J Neural Eng. 2015 Jun;12(3):036005. doi: 10.1088/1741-2560/12/3/036005. Epub 2015 Apr 15.
This paper describes a low power closed-loop compressive sensing (CS) based neural recording system. This system provides an efficient method to reduce data transmission bandwidth for implantable neural recording devices. By doing so, this technique reduces a majority of system power consumption which is dissipated at data readout interface. The design of the system is scalable and is a viable option for large scale integration of electrodes or recording sites onto a single device.
The entire system consists of an application-specific integrated circuit (ASIC) with 4 recording readout channels with CS circuits, a real time off-chip CS recovery block and a recovery quality evaluation block that provides a closed feedback to adaptively adjust compression rate. Since CS performance is strongly signal dependent, the ASIC has been tested in vivo and with standard public neural databases.
Implemented using efficient digital circuit, this system is able to achieve >10 times data compression on the entire neural spike band (500-6KHz) while consuming only 0.83uW (0.53 V voltage supply) additional digital power per electrode. When only the spikes are desired, the system is able to further compress the detected spikes by around 16 times. Unlike other similar systems, the characteristic spikes and inter-spike data can both be recovered which guarantes a >95% spike classification success rate. The compression circuit occupied 0.11mm(2)/electrode in a 180nm CMOS process. The complete signal processing circuit consumes <16uW/electrode.
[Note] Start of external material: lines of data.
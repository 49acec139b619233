//! Read leases
//!
//! Display consumers hold a [`ReadLease`] while a file is open. Eviction
//! and superseded-file deletion never touch a leased path, and an entry
//! claimed for eviction cannot be leased until the claim is released.

use crate::error::{CacheError, Result};
use parking_lot::Mutex;
use std::collections::{HashMap, HashSet};
use std::path::{Path, PathBuf};
use std::sync::Arc;

#[derive(Debug, Default)]
struct LeaseState {
    by_id: HashMap<String, usize>,
    by_path: HashMap<PathBuf, usize>,
    evicting: HashSet<String>,
}

impl LeaseState {
    fn release(&mut self, remote_id: &str, path: &Path) {
        if let Some(count) = self.by_id.get_mut(remote_id) {
            *count -= 1;
            if *count == 0 {
                self.by_id.remove(remote_id);
            }
        }
        if let Some(count) = self.by_path.get_mut(path) {
            *count -= 1;
            if *count == 0 {
                self.by_path.remove(path);
            }
        }
    }
}

/// Shared lease bookkeeping.
#[derive(Debug, Clone, Default)]
pub struct LeaseTable {
    state: Arc<Mutex<LeaseState>>,
}

impl LeaseTable {
    pub fn new() -> Self {
        Self::default()
    }

    /// Lease `path` for `remote_id`. Fails while the entry is claimed for
    /// eviction.
    pub fn acquire(&self, remote_id: &str, path: &Path) -> Result<ReadLease> {
        let mut state = self.state.lock();
        if state.evicting.contains(remote_id) {
            return Err(CacheError::EvictionInProgress(remote_id.to_string()));
        }

        *state.by_id.entry(remote_id.to_string()).or_insert(0) += 1;
        *state.by_path.entry(path.to_path_buf()).or_insert(0) += 1;

        Ok(ReadLease {
            state: Arc::clone(&self.state),
            remote_id: remote_id.to_string(),
            path: path.to_path_buf(),
        })
    }

    pub fn is_leased(&self, remote_id: &str) -> bool {
        self.state.lock().by_id.contains_key(remote_id)
    }

    pub fn is_path_leased(&self, path: &Path) -> bool {
        self.state.lock().by_path.contains_key(path)
    }

    pub fn leased_paths(&self) -> HashSet<PathBuf> {
        self.state.lock().by_path.keys().cloned().collect()
    }

    pub fn active_leases(&self) -> usize {
        self.state.lock().by_id.values().sum()
    }

    /// Claim an unleased entry for eviction. Returns `false` if it is
    /// leased or already claimed.
    pub fn try_claim_for_eviction(&self, remote_id: &str) -> bool {
        let mut state = self.state.lock();
        if state.by_id.contains_key(remote_id) || state.evicting.contains(remote_id) {
            return false;
        }
        state.evicting.insert(remote_id.to_string());
        true
    }

    pub fn release_claim(&self, remote_id: &str) {
        self.state.lock().evicting.remove(remote_id);
    }
}

/// Guard for an open cached file. Dropping it releases the lease.
#[derive(Debug)]
pub struct ReadLease {
    state: Arc<Mutex<LeaseState>>,
    remote_id: String,
    path: PathBuf,
}

impl ReadLease {
    pub fn remote_id(&self) -> &str {
        &self.remote_id
    }

    pub fn path(&self) -> &Path {
        &self.path
    }
}

impl Drop for ReadLease {
    fn drop(&mut self) {
        self.state.lock().release(&self.remote_id, &self.path);
    }
}

#[cfg(test)]
mod tests {
    use super::*;

    #[test]
    fn test_lease_counts_and_release() {
        let table = LeaseTable::new();
        let path = PathBuf::from("/cache/objects/ab/a.jpg");

        let first = table.acquire("a", &path).unwrap();
        let second = table.acquire("a", &path).unwrap();
        assert!(table.is_leased("a"));
        assert!(table.is_path_leased(&path));
        assert_eq!(table.active_leases(), 2);
        assert_eq!(first.path(), path.as_path());

        drop(first);
        assert!(table.is_leased("a"));
        drop(second);
        assert!(!table.is_leased("a"));
        assert!(!table.is_path_leased(&path));
        assert!(table.leased_paths().is_empty());
    }

    #[test]
    fn test_claim_blocks_leases() {
        let table = LeaseTable::new();
        let path = PathBuf::from("/cache/objects/ab/a.jpg");

        assert!(table.try_claim_for_eviction("a"));
        assert!(!table.try_claim_for_eviction("a"));
        assert!(matches!(
            table.acquire("a", &path),
            Err(CacheError::EvictionInProgress(id)) if id == "a"
        ));

        table.release_claim("a");
        let lease = table.acquire("a", &path).unwrap();
        assert!(!table.try_claim_for_eviction("a"));
        drop(lease);
        assert!(table.try_claim_for_eviction("a"));
    }
}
Power and area efficiency demonstrated by the system make it an ideal candidate for integration into large recording arrays containing thousands of electrode. Closed-loop recording and reconstruction performance evaluation further improves the robustness of the compression method, thus making the system more practical for long term recording.
本文介绍了一种基于低功耗闭环压缩感知(CS)的神经记录系统。该系统提供了一种有效的方法来降低植入式神经记录设备的数据传输带宽。通过这样做,该技术减少了在数据读出接口处耗散的大部分系统功耗。该系统的设计具有可扩展性,是将电极或记录位点大规模集成到单个设备上的可行选择。
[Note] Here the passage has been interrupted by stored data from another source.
use bridge_traits::catalog::CatalogError;
use core_auth::AuthError;
use core_cache::CacheError;
use thiserror::Error;

#[derive(Error, Debug)]
pub enum SyncError {
    /// The credential is missing, revoked, or was rejected again right
    /// after a refresh. Cycles stop until the user authorizes again.
    #[error("Authorization required: {0}")]
    AuthRequired(String),

    #[error("Credential error: {0}")]
    Credential(#[from] AuthError),

    #[error("Catalog error: {0}")]
    Catalog(#[from] CatalogError),

    #[error("Cache error: {0}")]
    Cache(#[from] CacheError),

    #[error("Settings error: {0}")]
    Settings(#[from] core_runtime::Error),

    #[error("{operation} timed out after {seconds} seconds")]
    Timeout { operation: String, seconds: u64 },

    #[error("Sync cancelled")]
    Cancelled,
}

impl SyncError {
    /// Whether cycles must stop until re-authorization.
    pub fn requires_reauthorization(&self) -> bool {
        match self {
            SyncError::AuthRequired(_) => true,
            SyncError::Credential(e) => e.requires_reauthorization(),
            SyncError::Catalog(CatalogError::AuthRevoked(_)) => true,
            _ => false,
        }
    }

    pub fn is_cancelled(&self) -> bool {
        matches!(self, SyncError::Cancelled)
    }
}

pub type Result<T> = std::result::Result<T, SyncError>;

#[cfg(test)]
mod tests {
    use super::*;

    #[test]
    fn test_reauthorization_classification() {
        assert!(SyncError::AuthRequired("revoked".into()).requires_reauthorization());
        assert!(SyncError::Credential(AuthError::NotAuthenticated).requires_reauthorization());
        assert!(SyncError::Catalog(CatalogError::AuthRevoked("x".into())).requires_reauthorization());
        assert!(!SyncError::Credential(AuthError::NetworkError("down".into())).requires_reauthorization());
        assert!(!SyncError::Catalog(CatalogError::RemoteUnavailable("503".into())).requires_reauthorization());
        assert!(!SyncError::Cancelled.requires_reauthorization());
    }
}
整个系统由一个具有4个带CS电路的记录读出通道的专用集成电路(ASIC)、一个实时片外CS恢复模块和一个恢复质量评估模块组成,该评估模块提供闭环反馈以自适应调整压缩率。由于CS性能强烈依赖于信号,因此该ASIC已在体内和标准公共神经数据库中进行了测试。
该系统采用高效数字电路实现,能够在整个神经尖峰频段(500 - 6KHz)实现>10倍的数据压缩,同时每个电极仅消耗0.83μW(电源电压0.53V)的额外数字功率。当只需要尖峰时,该系统能够将检测到的尖峰进一步压缩约16倍。与其他类似系统不同,特征尖峰和尖峰间数据都可以恢复,这保证了>95%的尖峰分类成功率。在180nm CMOS工艺中,压缩电路每电极占用0.11mm²。完整的信号处理电路每电极消耗<16μW。
该系统展示的功率和面积效率使其成为集成到包含数千个电极的大型记录阵列中的理想候选者。闭环记录和重建性能评估进一步提高了压缩方法的鲁棒性,从而使该系统更适用于长期记录。